Stored data entries:
--- START ---

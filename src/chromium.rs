//! Chromium backend for [`Browser`] and [`Session`], over the DevTools
//! protocol via `chromiumoxide`.
//!
//! One browser process hosts every session; each session is one tab. Cookies
//! are installed and screen media is emulated as the tab opens, so printed
//! pages look like what a logged-in user sees rather than the print
//! stylesheet.
//!
//! A tab that is dropped without [`Session::close`] (a guide abandoned at its
//! deadline) is closed from a background task.

use crate::renderer::{Browser, Cookie, NavResponse, PageSize, RenderError, Session, WaitUntil};
use async_trait::async_trait;
use chromiumoxide::browser::{Browser as CdpBrowser, BrowserConfig};
use chromiumoxide::cdp::browser_protocol::emulation::SetEmulatedMediaParams;
use chromiumoxide::cdp::browser_protocol::network::{
    CookieParam, EnableParams, EventLoadingFailed, EventLoadingFinished, EventRequestWillBeSent,
};
use chromiumoxide::cdp::browser_protocol::page::PrintToPdfParams;
use chromiumoxide::error::CdpError;
use chromiumoxide::listeners::EventStream;
use chromiumoxide::Page;
use futures::StreamExt;
use std::collections::HashSet;
use std::path::{Path, PathBuf};
use std::time::Duration;
use tokio::sync::Mutex;
use tokio::task::JoinHandle;
use tracing::{debug, warn};

/// CSS pixels per inch, the unit the printer expects.
const PX_PER_INCH: f64 = 96.0;

/// How long the page must have no request in flight to count as idle.
const NETWORK_QUIET_WINDOW: Duration = Duration::from_millis(500);

/// A launched Chromium process.
pub struct ChromiumBrowser {
    browser: Mutex<CdpBrowser>,
    handler: JoinHandle<()>,
}

impl ChromiumBrowser {
    /// Launch Chromium from `executable`, headless unless `headful` is set.
    pub async fn launch(executable: &Path, headful: bool) -> Result<Self, RenderError> {
        let mut builder = BrowserConfig::builder().chrome_executable(executable);
        if headful {
            builder = builder.with_head();
        }
        let config = builder.build().map_err(RenderError::Protocol)?;

        let (browser, mut handler) = CdpBrowser::launch(config).await.map_err(protocol)?;
        let handler = tokio::spawn(async move {
            while let Some(event) = handler.next().await {
                if event.is_err() {
                    break;
                }
            }
        });
        debug!("Launched {}", executable.display());

        Ok(Self {
            browser: Mutex::new(browser),
            handler,
        })
    }

    /// Launch the browser found by `chrome-locate`, or `executable` if given.
    pub async fn launch_located(executable: Option<PathBuf>, headful: bool) -> Result<Self, RenderError> {
        let path = match executable {
            Some(p) => p,
            None => chrome_locate::locate_chrome().map_err(|e| RenderError::Transport(e.to_string()))?,
        };
        Self::launch(&path, headful).await
    }

    /// Close every tab and stop the process.
    pub async fn shutdown(&self) -> Result<(), RenderError> {
        let mut browser = self.browser.lock().await;
        browser.close().await.map_err(protocol)?;
        browser.wait().await?;
        self.handler.abort();
        Ok(())
    }
}

#[async_trait]
impl Browser for ChromiumBrowser {
    async fn open_session(&self, cookies: &[Cookie]) -> Result<Box<dyn Session>, RenderError> {
        let page = {
            let browser = self.browser.lock().await;
            browser.new_page("about:blank").await.map_err(protocol)?
        };

        if !cookies.is_empty() {
            let params: Vec<CookieParam> = cookies
                .iter()
                .map(|c| {
                    let mut p = CookieParam::new(c.name.clone(), c.value.clone());
                    p.domain = Some(c.domain.clone());
                    p.path = Some(c.path.clone());
                    p
                })
                .collect();
            page.set_cookies(params).await.map_err(protocol)?;
        }
        page.execute(SetEmulatedMediaParams::builder().media("screen").build())
            .await
            .map_err(protocol)?;

        Ok(Box::new(ChromiumSession {
            page: Some(page),
            runtime: tokio::runtime::Handle::current(),
        }))
    }
}

/// One browser tab.
pub struct ChromiumSession {
    page: Option<Page>,
    runtime: tokio::runtime::Handle,
}

impl ChromiumSession {
    fn page(&self) -> Result<&Page, RenderError> {
        self.page
            .as_ref()
            .ok_or_else(|| RenderError::Protocol("tab already closed".into()))
    }

    /// Start tracking requests when the navigation must end on a quiet network.
    async fn watch(&self, wait: WaitUntil) -> Result<Option<NetworkWatch>, RenderError> {
        match wait {
            WaitUntil::Load => Ok(None),
            WaitUntil::NetworkIdle => NetworkWatch::subscribe(self.page()?).await.map(Some),
        }
    }

    /// Status of the main-frame response of the navigation in progress.
    async fn main_response(&self) -> Result<NavResponse, RenderError> {
        let page = self.page()?;
        let request = page
            .wait_for_navigation_response()
            .await
            .map_err(transport)?
            .ok_or(RenderError::NoResponse)?;
        let status = request
            .response
            .as_ref()
            .map(|r| r.status)
            .ok_or(RenderError::NoResponse)?;
        Ok(NavResponse {
            status: u16::try_from(status).unwrap_or(0),
        })
    }
}

#[async_trait]
impl Session for ChromiumSession {
    async fn navigate(&self, url: &str, wait: WaitUntil, timeout: Duration) -> Result<NavResponse, RenderError> {
        let go = async {
            let watch = self.watch(wait).await?;
            self.page()?.goto(url).await.map_err(transport)?;
            let response = self.main_response().await?;
            if let Some(watch) = watch {
                watch.settle(NETWORK_QUIET_WINDOW).await;
            }
            Ok(response)
        };
        tokio::time::timeout(timeout, go)
            .await
            .map_err(|_| RenderError::Timeout {
                secs: timeout.as_secs(),
            })?
    }

    async fn reload(&self, wait: WaitUntil, timeout: Duration) -> Result<NavResponse, RenderError> {
        let go = async {
            let watch = self.watch(wait).await?;
            self.page()?.reload().await.map_err(transport)?;
            let response = self.main_response().await?;
            if let Some(watch) = watch {
                watch.settle(NETWORK_QUIET_WINDOW).await;
            }
            Ok(response)
        };
        tokio::time::timeout(timeout, go)
            .await
            .map_err(|_| RenderError::Timeout {
                secs: timeout.as_secs(),
            })?
    }

    async fn inject_style(&self, css: &str) -> Result<(), RenderError> {
        self.evaluate(&crate::scripts::inject_style(css)).await.map(|_| ())
    }

    async fn evaluate(&self, script: &str) -> Result<serde_json::Value, RenderError> {
        let result = self
            .page()?
            .evaluate(script)
            .await
            .map_err(|e| RenderError::Script(e.to_string()))?;
        result
            .into_value::<serde_json::Value>()
            .map_err(|e| RenderError::Script(e.to_string()))
    }

    async fn render_to_file(&self, path: &Path, size: PageSize) -> Result<(), RenderError> {
        let params = PrintToPdfParams::builder()
            .print_background(size.background)
            .paper_width(f64::from(size.width) / PX_PER_INCH)
            .paper_height(f64::from(size.height) / PX_PER_INCH)
            .margin_top(0.0)
            .margin_bottom(0.0)
            .margin_left(0.0)
            .margin_right(0.0)
            .build();
        self.page()?.save_pdf(params, path).await.map_err(protocol)?;
        Ok(())
    }

    async fn close(mut self: Box<Self>) -> Result<(), RenderError> {
        if let Some(page) = self.page.take() {
            page.close().await.map_err(protocol)?;
        }
        Ok(())
    }
}

/// Request lifecycle events of one navigation.
struct NetworkWatch {
    started: EventStream<EventRequestWillBeSent>,
    finished: EventStream<EventLoadingFinished>,
    failed: EventStream<EventLoadingFailed>,
}

impl NetworkWatch {
    async fn subscribe(page: &Page) -> Result<Self, RenderError> {
        page.execute(EnableParams::default()).await.map_err(protocol)?;
        Ok(Self {
            started: page.event_listener::<EventRequestWillBeSent>().await.map_err(protocol)?,
            finished: page.event_listener::<EventLoadingFinished>().await.map_err(protocol)?,
            failed: page.event_listener::<EventLoadingFailed>().await.map_err(protocol)?,
        })
    }

    /// Return once no request has been in flight for `window`. Requests that
    /// never finish keep this waiting; the caller's timeout bounds it.
    async fn settle(mut self, window: Duration) {
        let mut in_flight: HashSet<String> = HashSet::new();
        loop {
            let quiet = tokio::time::sleep(window);
            tokio::pin!(quiet);
            tokio::select! {
                Some(e) = self.started.next() => {
                    in_flight.insert(e.request_id.inner().clone());
                }
                Some(e) = self.finished.next() => {
                    in_flight.remove(e.request_id.inner());
                }
                Some(e) = self.failed.next() => {
                    in_flight.remove(e.request_id.inner());
                }
                _ = &mut quiet, if in_flight.is_empty() => {
                    debug!("Network quiet for {:?}", window);
                    return;
                }
                else => return,
            }
        }
    }
}

impl Drop for ChromiumSession {
    fn drop(&mut self) {
        if let Some(page) = self.page.take() {
            self.runtime.spawn(async move {
                if let Err(e) = page.close().await {
                    warn!("Closing abandoned tab failed: {}", e);
                }
            });
        }
    }
}

fn protocol(e: CdpError) -> RenderError {
    RenderError::Protocol(e.to_string())
}

fn transport(e: CdpError) -> RenderError {
    match e {
        CdpError::Timeout => RenderError::Timeout { secs: 0 },
        other => RenderError::Transport(other.to_string()),
    }
}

--- END ---

All lines in the records that contain "handler" are to be copied and returned.

    handler: JoinHandle<()>,
        let (browser, mut handler) = CdpBrowser::launch(config).await.map_err(protocol)?;
        let handler = tokio::spawn(async move {
            while let Some(event) = handler.next().await {
            handler,
        self.handler.abort();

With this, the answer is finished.